O último ano foi especialmente bem-sucedido para a Cognyte no setor de segurança pública estadual e local. Desde o final de 2025, a empresa venceu licitações com três importantes agências de segurança pública nos EUA: o Departamento de Polícia Metropolitana de Washington, D.C., em novembro; o Departamento de Polícia de Nova York, em dezembro; e a Polícia Estadual do Texas, em março de 2026.

A Polícia Estadual do Texas informou à RS que a tecnologia está sendo usada exclusivamente para busca e resgate. Nenhum dos outros departamentos respondeu aos pedidos de comentários, nem a.

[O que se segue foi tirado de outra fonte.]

use std::collections::VecDeque;
use std::fmt;

use crc::{CRC_32_ISO_HDLC, Crc};
use log::{debug, trace};
use stun::dtls_in_stun::MAX_DTLS_IN_STUN_ACKS;

const CRC32: Crc<u32> = Crc::<u32>::new(&CRC_32_ISO_HDLC);

/// Progress of carrying the DTLS handshake inside STUN connectivity checks.
#[derive(Default, Debug, Copy, Clone, PartialEq, Eq)]
pub enum DtlsStunPiggybackState {
    /// Enabled locally and offered by the peer, but no check carrying the
    /// attributes has been seen yet.
    #[default]
    Tentative,
    /// The peer's checks carry the attributes.
    Confirmed,
    /// The local handshake finished as DTLS server; the final flight may
    /// still need to reach the client.
    Pending,
    /// The handshake finished for both sides.
    Complete,
    /// Not negotiated, or the peer sent checks without the attributes.
    Off,
}

impl fmt::Display for DtlsStunPiggybackState {
    fn fmt(&self, f: &mut fmt::Formatter<'_>) -> fmt::Result {
        let s = match *self {
            DtlsStunPiggybackState::Tentative => "tentative",
            DtlsStunPiggybackState::Confirmed => "confirmed",
            DtlsStunPiggybackState::Pending => "pending",
            DtlsStunPiggybackState::Complete => "complete",
            DtlsStunPiggybackState::Off => "off",
        };
        write!(f, "{s}")
    }
}

/// Decides what DTLS data and acks ride on outgoing checks, and what
/// piggybacked data from the peer is handed to the DTLS connection.
#[derive(Debug)]
pub struct DtlsStunPiggybackController {
    state: DtlsStunPiggybackState,
    pending_packet: Option<Vec<u8>>,
    pending_crc: u32,
    received_crcs: VecDeque<u32>,
}

impl DtlsStunPiggybackController {
    pub fn new(enabled: bool) -> Self {
        Self {
            state: if enabled {
                DtlsStunPiggybackState::Tentative
            } else {
                DtlsStunPiggybackState::Off
            },
            pending_packet: None,
            pending_crc: 0,
            received_crcs: VecDeque::new(),
        }
    }

    pub fn state(&self) -> DtlsStunPiggybackState {
        self.state
    }

    /// Whether checks still carry handshake data or acks.
    pub fn is_active(&self) -> bool {
        matches!(
            self.state,
            DtlsStunPiggybackState::Tentative
                | DtlsStunPiggybackState::Confirmed
                | DtlsStunPiggybackState::Pending
        )
    }

    /// Whether the peer took part in piggybacking.
    pub fn is_supported_by_peer(&self) -> bool {
        self.state != DtlsStunPiggybackState::Off
    }

    pub fn disable(&mut self) {
        self.set_state(DtlsStunPiggybackState::Off);
    }

    /// Replaces the flight offered to the peer.
    pub fn set_data_to_piggyback(&mut self, data: Vec<u8>) {
        if !self.is_active() {
            return;
        }
        self.pending_crc = CRC32.checksum(&data);
        trace!(
            "[piggyback] pending {} bytes, crc {:08x}",
            data.len(),
            self.pending_crc
        );
        self.pending_packet = Some(data);
    }

    pub fn data_to_piggyback(&self) -> Option<Vec<u8>> {
        if !self.is_active() {
            return None;
        }
        self.pending_packet.clone()
    }

    /// Acks for the peer. While active the attribute is always sent, empty
    /// when nothing was received, so the peer learns the feature is on.
    pub fn ack_to_piggyback(&self) -> Option<Vec<u32>> {
        if !self.is_active() {
            return None;
        }
        Some(self.received_crcs.iter().copied().collect())
    }

    /// Records the handshake outcome. A client has received the final
    /// flight; a server still has to get its final flight across.
    pub fn set_handshake_complete(&mut self, is_client: bool) {
        if !self.is_active() {
            return;
        }
        if is_client {
            self.pending_packet = None;
            self.set_state(DtlsStunPiggybackState::Complete);
        } else {
            self.set_state(DtlsStunPiggybackState::Pending);
        }
    }

    /// Processes the DTLS-in-STUN attributes of a received check, `None`
    /// meaning the attribute was absent. Returns data not seen before, to
    /// be fed to the DTLS connection.
    pub fn report_data_piggybacked(
        &mut self,
        data: Option<&[u8]>,
        ack: Option<&[u32]>,
    ) -> Option<Vec<u8>> {
        if !self.is_active() {
            return None;
        }

        if data.is_none() && ack.is_none() {
            match self.state {
                DtlsStunPiggybackState::Tentative => {
                    self.set_state(DtlsStunPiggybackState::Off);
                }
                DtlsStunPiggybackState::Confirmed | DtlsStunPiggybackState::Pending => {
                    self.pending_packet = None;
                    self.set_state(DtlsStunPiggybackState::Complete);
                }
                _ => {}
            }
            return None;
        }

        if self.state == DtlsStunPiggybackState::Tentative {
            self.set_state(DtlsStunPiggybackState::Confirmed);
        }

        if let Some(ack) = ack
            && self.pending_packet.is_some()
            && ack.contains(&self.pending_crc)
        {
            trace!("[piggyback] crc {:08x} acked", self.pending_crc);
            self.pending_packet = None;
        }

        let data = data.filter(|d| !d.is_empty())?;
        let crc = CRC32.checksum(data);
        if self.received_crcs.contains(&crc) {
            return None;
        }
        if self.received_crcs.len() == MAX_DTLS_IN_STUN_ACKS {
            self.received_crcs.pop_front();
        }
        self.received_crcs.push_back(crc);
        Some(data.to_vec())
    }

    fn set_state(&mut self, state: DtlsStunPiggybackState) {
        if self.state != state {
            debug!("[piggyback] {} -> {}", self.state, state);
            self.state = state;
        }
    }
}

#[cfg(test)]
mod test {
    use super::*;

    #[test]
    fn test_piggyback_disabled() {
        let mut c = DtlsStunPiggybackController::new(false);
        assert_eq!(c.state(), DtlsStunPiggybackState::Off);
        assert!(!c.is_supported_by_peer());

        c.set_data_to_piggyback(vec![1, 2, 3]);
        assert_eq!(c.data_to_piggyback(), None);
        assert_eq!(c.ack_to_piggyback(), None);
        assert_eq!(c.report_data_piggybacked(Some(&[1u8][..]), Some(&[][..])), None);
        assert_eq!(c.state(), DtlsStunPiggybackState::Off);
    }

    #[test]
    fn test_piggyback_peer_without_attributes() {
        let mut c = DtlsStunPiggybackController::new(true);
        assert_eq!(c.ack_to_piggyback(), Some(vec![]));

        assert_eq!(c.report_data_piggybacked(None, None), None);
        assert_eq!(c.state(), DtlsStunPiggybackState::Off);
        assert!(!c.is_supported_by_peer());
        assert_eq!(c.ack_to_piggyback(), None);
    }

    #[test]
    fn test_piggyback_exchange() {
        let mut client = DtlsStunPiggybackController::new(true);
        let mut server = DtlsStunPiggybackController::new(true);

        client.set_data_to_piggyback(b"client hello".to_vec());
        let data = client.data_to_piggyback();
        let ack = client.ack_to_piggyback();
        let fed = server.report_data_piggybacked(data.as_deref(), ack.as_deref());
        assert_eq!(fed.as_deref(), Some(&b"client hello"[..]));
        assert_eq!(server.state(), DtlsStunPiggybackState::Confirmed);

        // the same flight again is not fed twice
        assert_eq!(
            server.report_data_piggybacked(data.as_deref(), ack.as_deref()),
            None
        );

        server.set_data_to_piggyback(b"server hello".to_vec());
        let data = server.data_to_piggyback();
        let ack = server.ack_to_piggyback();
        assert_eq!(ack.as_ref().map(|a| a.len()), Some(1));
        let fed = client.report_data_piggybacked(data.as_deref(), ack.as_deref());
        assert_eq!(fed.as_deref(), Some(&b"server hello"[..]));
        assert_eq!(client.state(), DtlsStunPiggybackState::Confirmed);
        assert_eq!(client.data_to_piggyback(), None, "acked flight is dropped");

        server.set_handshake_complete(false);
        assert_eq!(server.state(), DtlsStunPiggybackState::Pending);
        client.set_handshake_complete(true);
        assert_eq!(client.state(), DtlsStunPiggybackState::Complete);
        assert_eq!(client.ack_to_piggyback(), None);

        // the client stopped sending attributes
        assert_eq!(server.report_data_piggybacked(None, None), None);
        assert_eq!(server.state(), DtlsStunPiggybackState::Complete);
        assert!(server.is_supported_by_peer());
        assert!(client.is_supported_by_peer());
    }

    #[test]
    fn test_piggyback_ack_window() {
        let mut c = DtlsStunPiggybackController::new(true);
        for i in 0..6u8 {
            assert!(c.report_data_piggybacked(Some(&[i][..]), Some(&[][..])).is_some());
        }
        let acks = c.ack_to_piggyback().unwrap_or_default();
        assert_eq!(acks.len(), MAX_DTLS_IN_STUN_ACKS);
        assert_eq!(acks[MAX_DTLS_IN_STUN_ACKS - 1], CRC32.checksum(&[5]));
        assert!(!acks.contains(&CRC32.checksum(&[0])));
    }
}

A principal questão permanece: os cidadãos devem se preocupar com a adoção dessa tecnologia, especialmente considerando o histórico da empresa e do país de origem em relação aos direitos humanos?

Chip Gibbons, especialista em liberdades civis da Defending Rights and Dissent, uma organização de defesa de direitos humanos em Washington, D.C., afirmou que esses sistemas, à primeira vista, violam a Quarta Emenda da Constituição dos Estados Unidos, que protege contra buscas e apreensões arbitrárias, devido à sua tendência de coletar mais dados do que os do alvo específico. "Não consigo imaginar por que as autoridades policiais usariam essa tecnologia, a menos que o objetivo seja... criar uma rede de vigilância sob a falsa crença de que novas tecnologias estão de alguma forma isentas das proteções existentes A Cognyte e sua antecessora, a Verint, não são exceções no que diz respeito ao auxílio a violações de direitos humanos."

Sabe-se que empresas israelenses de defesa e segurança testam suas tecnologias em cidadãos palestinos na Cisjordânia ou em Gaza, o que gera preocupações mesmo antes da ampla distribuição de seus produtos. E, apesar do papel do governo israelense na aprovação e licenciamento de exportações de armas, muitas empresas israelenses continuam enfrentando acusações de má conduta. Empresas como a Cellebrite, que vende hardware para invadir telefones bloqueados, e o NSO Group, fornecedor de malware "zero-click" que assume o controle de um smartphone sem qualquer interação do usuário, estão enfrentando escrutínio internacional, em parte, devido às vendas para governos repressivos.